# Forum in English  > Internet security for beginners  > Viruses, Adware, Spyware, Hijackers  >  Anti-spyware/malware/hijacker Tools

## Sjoeii

Here are some FREE programs/steps that you can download to get adware/spyware removed from the machine (keep them updated!):

NOTE: I have noticed a lot of posters with adware/spyware issues. These products are owned by other companies and aren't something we support. However, they are excellent programs that I would recommend to remove this stuff. If you are having problems removing the adware/spyware from the machine or problems with the product, you need to go to the company that corresponds with the product that you have installed.

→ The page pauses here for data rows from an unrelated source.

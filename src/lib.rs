// Account Directory - Core Library
// Static-site build for a directory of tracked accounts; used by the CLI,
// the preview server, and tests

pub mod config;
pub mod html;
pub mod loader;
pub mod package;
pub mod pipeline;
pub mod record;
pub mod sources;
pub mod stats;
pub mod writer;

// Re-export commonly used types
pub use config::BuildConfig;
pub use loader::{
    parse_record, seed_records, LoadReport, RecordLoader, SkipDiagnostic, SkipReason,
    SEED_IDENTIFIERS,
};
pub use package::Packager;
pub use pipeline::{BuildMode, BuildReport, Pipeline};
pub use record::{
    normalize_identifier, Affiliation, ChangeLogEntry, EntityRecord, MetricField, Metrics,
    MetricsDelta, Proof, SubscriptionTier,
};
pub use sources::{
    Availability, BundledList, CachedListing, FallbackChain, FetchError, IdentifierSet,
    ListSource, ListingFetcher, RemoteListing, Resolution,
};
pub use stats::{
    AggregateStatistics, Concentration, HistogramBucket, LabelCount, NumericSummary,
    StatisticsAggregator, Tally,
};
pub use writer::{
    read_detail, read_identifier_list, read_listing, read_stats, AccountSummary,
    IdentifierList, Listing, OutputWriter, SiteLayout, WriteReport,
};

#[cfg(feature = "remote")]
pub use sources::HttpListingFetcher;

/// Library version
pub const VERSION: &str = env!("CARGO_PKG_VERSION");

WARNING - we are not responsible for any problems caused by these programmes. Most have their own support. Also note that anti-spyware software will often remove all your good cookies (along with any bad ones of course) - so you have to be careful what you delete when the scan finishes.


Vista users will have to check each website for compatibility.

Click here for Ad-Aware 2007.
Now Vista x86 (32-bit) Compatible!
Home Page: http://www.lavasoft.de/
Support Forum: http://www.lavasoftsupport.com/
How to use Ad-Aware:
http://www.bleepingcomputer.com/foru...howtutorial=48

Click here for SpyBot Search & Destroy
Now Vista Compatible!
Home Page: http://spybot.safer-networking.de/en/index.html
Support Forum: http://forums.spybot.info/
How to use SpyBot:
http://www.bleepingcomputer.com/foru...howtutorial=43
(We recommend that you do not install its "Teatimer" component).

Click here for CWShredder
Home Page: http://www.trendmicro.com/cwshredder/
This tool has been around for a while and is used specifically to remove Cool Web Search trojan variants.

Click here for SpywareBlaster
Now Vista Compatible!
Home Page: http://www.javacoolsoftware.com/spywareblaster.html
Support Forum: http://www.wilderssecurity.com/index.php 
This tool protects your machine from hijackers and malware by preventing them from loading in the first place.

SuperAntiSpyware
Now Vista Compatible!
http://www.superantispyware.com/supe...freevspro.html 
Support Forum: http://forums.superantispyware.com/

AVG Antispyware
Now Vista Compatible!
http://free.grisoft.com/doc/20/lng/us/tpl/v5
Support Forum: http://forum.grisoft.cz/freeforum/

McAfee also now includes its full anti-spyware package in its VirusScan packages (for Windows 2000 SP4, XP SP1 and above and Vista users only).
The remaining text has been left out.